Peruvian writer (born 1968)

Gustavo Rodríguez Vela (born 2 May 1968) is a Peruvian writer and communication expert, author of several novels and story books.

== Biography ==
Born in Lima, Rodriguez lived in Trujillo on the north coast of Peru from the ages of five to sixteen years old. This time made a definite impression on him and which can be seen in his first novel, The Fury of Achilles (2001) (La furia de Aquiles). It tells the story of four young people traveling from a small town to Lima to study, start a career and live together, and where they experience enmity, jealousy, insecurity and chaos of a big city.

Apropos of this novel, Alberto Fuguet declared, in Chile in 2010: "My editor, Gabriel Sandoval, had told me about a Peruvian novel that I would like, a kind of Vargas Llosa's "The Time of the Hero" ("La ciudad y los perros"), a contemporary and endearing read, referring to "The Fury of Achilles". Since then I have been buying the books of Rodriguez during occasional stops at Lima airport and now I have the great pleasure to present Gustavo here in Chile. Rodriguez is one of those voices that surprise precisely because he does not boast of nourishing from literature. Not reading him is not permitted as an indulgence."

The first book published by Rodriguez was a collection of stories: 'Cuentos de fin de semana' (Weekend Tales) (1998). Three years later came his first quoted novel, followed by other works, both novels and stories, and nonfiction, as with the biography of the acclaimed Peruvian tenor Juan Diego Flórez. He has also co-authored two books with the sociologist Sandro Venturo: 'Ampay Peru!' (Translatable as Gotcha, Peru) and 'Ampay woman' that looks to knock down myths about his country and the Peruvian woman. Its main articles and essays are collected in Peruvian Translations (2008).

"La risa de tu madre" ("The laughter of your mother") (2003) tells of the obsession that invades a filmmaker when he finds a hidden photograph of his recently deceased mother. Here, his mother appears with a resounding laugh, in a gesture of laughter that his son never saw in her when she was alive. To find out what had provoked that laughter in the hidden picture will take him to find a family secret which will cause a complete review of his life. This novel was one of the finalists for the Herralde Award.

"La semana tiene siete mujeres" ("The week has seven women") (2010) tells a story of infidelity and racism in a city like Lima: a white man born to a "good family" and impoverished economically will have to investigate the love of a half-caste who traveled the opposite way to enrichment and celebrity, a half-caste who also took the love of his life. This novel was a finalist for the Planeta-Casamerica award.

“Cocinero en su tinta" ("Chef in his ink") 2012 tells of the crisis of a Peruvian chef "who must face his traumas and decisions while he invents a dish that represents what his country means to the world. This novel involuntarily generated a huge controversy after the writer Iván Thays wrote an article on his blog at El País and received attacks for criticizing Peruvian cuisine.
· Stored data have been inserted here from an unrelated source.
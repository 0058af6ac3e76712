/// GDB adapter
///
/// Drives GDB through its machine interface (GDB/MI) and exposes it as a
/// synchronous host debugger for the UEFI extension.

use thiserror::Error;

pub mod communication;
pub mod host;
pub mod parser;
pub mod process;
pub mod types;

pub use communication::{CommunicationError, GdbCommunication};
pub use host::{ConsoleCallbacks, GdbHost};
pub use parser::{parse_gdb_output, quote_c_string, ParseError};
pub use process::{GdbProcess, ProcessError};
pub use types::*;

#[derive(Error, Debug)]
pub enum GdbError {
    #[error(transparent)]
    Process(#[from] ProcessError),
    #[error(transparent)]
    Communication(#[from] CommunicationError),
    #[error("GDB command failed: {0}")]
    CommandError(String),
    #[error("Failed to start async runtime: {0}")]
    Runtime(#[source] std::io::Error),
}

pub type Result<T> = std::result::Result<T, GdbError>;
“República de La Papaya” ("Papaya Republic") (2016) tells the story of Paula Yanez, 'La Papaya', an important political consultant who has just ended an affair with one of her students. Paula takes refuge in work and accepts the advice of the First Lady of the Country who has been launched as a presidential candidate without knowing that her former partner is in love with a rival candidate. In this novel, Mario Bellatin said that "only the words of Gustavo Rodriguez are able to create the nostalgia of a city that appears and disappears simultaneously".

For his part, Alberto Fuguet, commented about it: "Apart from literature, Rodriguez also believes in the street and in his eyes and in himself. Rather than write, sometimes it gives the impression that what he does is to talk. As this novel creates a great dialogue".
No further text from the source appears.